Le Premier ministre irlandais Enda Kenny s'est déclaré vendredi confiant dans une victoire du "oui" au référendum organisé la veille en Irlande sur le pacte européen, au vu des premières indications.
Le Premier ministre irlandais Enda Kenny s'est déclaré vendredi confiant dans une victoire du "oui" au référendum organisé la veille en Irlande sur le pacte européen, au vu des premières indications. - Peter Muhly afp.com

© 2012 AFP

Le Premier ministre irlandais Enda Kenny s'est déclaré vendredi confiant dans une victoire du "oui" au référendum organisé la veille en Irlande sur le pacte européen, au vu des premières indications.

"La tendance ici est clairement en faveur du ++oui++, mais il faut attendre un peu pour avoir une tendance sur l'ensemble du pays", a indiqué M. Kenny, qui se trouvait dans sa circonscription de Mayo, dans l'ouest de l'Irlande, sur la télévision publique RTE TV.

Une source proche du gouvernement a indiqué à l'AFP que le "oui" l'emportait largement selon des estimations recueillies pendant le vote de jeudi. "Si vous prédisez un taux de 60/40 en faveur du "oui", vous n'êtes pas loin", a indiqué cette source.

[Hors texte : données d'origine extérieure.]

//! Drives whole backup runs over a [`BackupEngine`].
//!
//! One entity or backup failing never stops the rest of a run: failures are
//! logged and recorded in the [`RunReport`] next to the successes.

use crate::{BackupEngine, BackupResource, EngineError};
use chrono::Utc;
use log::{error, info, warn};
use serde::Serialize;
use std::sync::Arc;
use std::time::Duration;

/// How long to wait for a backup to become available.
#[derive(Debug, Clone, Copy)]
pub struct WaitPolicy {
    pub poll_interval: Duration,
    pub max_attempts: u32,
}

impl Default for WaitPolicy {
    fn default() -> Self {
        Self {
            poll_interval: Duration::from_secs(30),
            max_attempts: 60,
        }
    }
}

impl From<&common::config::WaitConfig> for WaitPolicy {
    fn from(config: &common::config::WaitConfig) -> Self {
        Self {
            poll_interval: Duration::from_secs(config.poll_interval_secs),
            max_attempts: config.max_attempts.max(1),
        }
    }
}

#[derive(Debug, Clone, Serialize)]
pub struct Failure {
    /// Entity id or backup id the failure belongs to.
    pub subject: String,
    pub error: String,
    pub retryable: bool,
}

#[derive(Debug, Clone, Default, Serialize)]
pub struct RunReport {
    pub succeeded: Vec<BackupResource>,
    pub failed: Vec<Failure>,
}

impl RunReport {
    fn record(&mut self, subject: &str, outcome: Result<BackupResource, EngineError>) {
        match outcome {
            Ok(backup) => self.succeeded.push(backup),
            Err(e) => {
                error!("{subject}: {e}");
                self.failed.push(Failure {
                    subject: subject.to_string(),
                    error: e.to_string(),
                    retryable: e.is_retryable(),
                });
            }
        }
    }

    pub fn is_success(&self) -> bool {
        self.failed.is_empty()
    }
}

pub struct BackupRunner {
    engine: Arc<dyn BackupEngine>,
    wait: WaitPolicy,
}

impl BackupRunner {
    pub fn new(engine: Arc<dyn BackupEngine>, wait: WaitPolicy) -> Self {
        Self { engine, wait }
    }

    /// Backs up every entity carrying `marker_tag` and tags each new backup.
    pub async fn create_backups(&self, marker_tag: &str) -> Result<RunReport, EngineError> {
        let engine = self.engine.as_ref();
        let entities = engine.get_entities_to_backup(marker_tag).await?;
        info!(
            "{} {} entities tagged with {marker_tag} in {}",
            entities.len(),
            engine.get_resource_type(),
            engine.region()
        );

        let mut report = RunReport::default();
        for entity in entities {
            let request = BackupResource::for_entity(engine.tag_prefix(), &entity, Utc::now());
            let outcome = self.create_one(request).await;
            report.record(&entity.entity_id, outcome);
        }
        Ok(report)
    }

    async fn create_one(&self, request: BackupResource) -> Result<BackupResource, EngineError> {
        let backup = self.engine.backup_resource(request).await?;
        self.engine.tag_backup_resource(&backup).await?;
        info!("Created backup {} in {}", backup.identifier(), backup.region);
        Ok(backup)
    }

    /// Polls until the backup is available or the policy runs out of attempts.
    pub async fn wait_until_available(&self, region: &str, backup_id: &str) -> Result<(), EngineError> {
        for attempt in 1..=self.wait.max_attempts {
            if self.engine.is_backup_available(region, backup_id).await? {
                return Ok(());
            }
            if attempt < self.wait.max_attempts {
                info!(
                    "Backup {backup_id} in {region} not available yet ({attempt}/{}), waiting {:?}",
                    self.wait.max_attempts, self.wait.poll_interval
                );
                tokio::time::sleep(self.wait.poll_interval).await;
            }
        }
        Err(EngineError::Timeout(format!(
            "backup {backup_id} in {region} not available after {} checks",
            self.wait.max_attempts
        )))
    }

    /// Grants restore permission on the backup to every account.
    pub async fn share_backup(
        &self,
        backup: &BackupResource,
        accounts: &[String],
    ) -> Result<(), EngineError> {
        if accounts.is_empty() {
            return Ok(());
        }
        let backup_id = backup.identifier();
        self.wait_until_available(&backup.region, backup_id).await?;
        for account in accounts {
            self.engine
                .share_backup_with_account(&backup.region, backup_id, account)
                .await?;
        }
        Ok(())
    }

    /// Copies the backup into every region and re-applies its provenance there.
    pub async fn copy_backup(
        &self,
        backup: &BackupResource,
        regions: &[String],
    ) -> Result<Vec<BackupResource>, EngineError> {
        let mut copies = Vec::new();
        let targets: Vec<&String> = regions.iter().filter(|r| **r != backup.region).collect();
        if targets.is_empty() {
            return Ok(copies);
        }

        let backup_id = backup.identifier();
        self.wait_until_available(&backup.region, backup_id).await?;
        for region in targets {
            let copied_id = self.engine.copy_backup_to_region(backup_id, region).await?;
            let mut copy = backup.with_region(region);
            copy.backup_id = Some(copied_id);
            self.engine.tag_backup_resource(&copy).await?;
            copies.push(copy);
        }
        Ok(copies)
    }

    /// Shares and copies every existing backup in the engine's region.
    pub async fn process_existing(
        &self,
        accounts: &[String],
        regions: &[String],
    ) -> Result<RunReport, EngineError> {
        let engine = self.engine.as_ref();
        let backups = engine.get_existing_backups(engine.tag_prefix()).await?;
        if accounts.is_empty() && regions.is_empty() {
            warn!("No accounts to share with and no regions to copy to");
        }

        let mut report = RunReport::default();
        for backup in backups {
            let outcome = async {
                self.share_backup(&backup, accounts).await?;
                self.copy_backup(&backup, regions).await?;
                Ok::<_, EngineError>(backup.clone())
            }
            .await;
            report.record(backup.identifier(), outcome);
        }
        Ok(report)
    }
}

"Il s'agit seulement d'un échantillon, mais d'un échantillon large" avait expliqué cette source. "Nous sommes persuadés que la marge sera confortable en faveur du ++oui++", a-t-il ajouté.

Le dépouillement a débuté à 09H00 heure locale, soit 08H00 GMT. Les premières indications portant sur une partie des bulletins donnaient une avance confortable au oui, selon le site internet du groupe public RTE.

Un opposant au traité, le député socialiste Joe Higgins a reconnu que "les premières indications semblaient montrer une victoire du ++oui++".

Tous les sondages réalisés avant le vote donnaient un vote favorable au traité européen, mais avec un bon tiers d'indécis.

Selon des estimations de la télévision irlandaise, seule la moitié des 3,1 millions d'électeurs ont déposé leur bulletin dans les urnes. Une faible participation a favorisé le "non" dans les référendums précédents en Irlande.

Ce vote, le seul organisé dans l'Union sur le traité de discipline budgétaire, est observé avec attention à Bruxelles et dans les autres pays européens. Un "non" ne remettrait pas en cause la mise en oeuvre du traité mais enverrait un signal très négatif, au moment où la zone euro se débat dans une crise sans précédent.

Le pacte signé par les 27 membres de l'UE, sauf la Grande-Bretagne et la République tchèque entrera en vigueur lorsque 12 pays de la zone euro l'auront ratifié. Il prévoit de respecter la "règle d'or" sur l'équilibre des comptes, sous peine de sanctions.

Le gouvernement irlandais a mis tout son poids dans la balance, soulignant que l'Irlande se priverait d'accéder à de futures aides européennes en votant "non".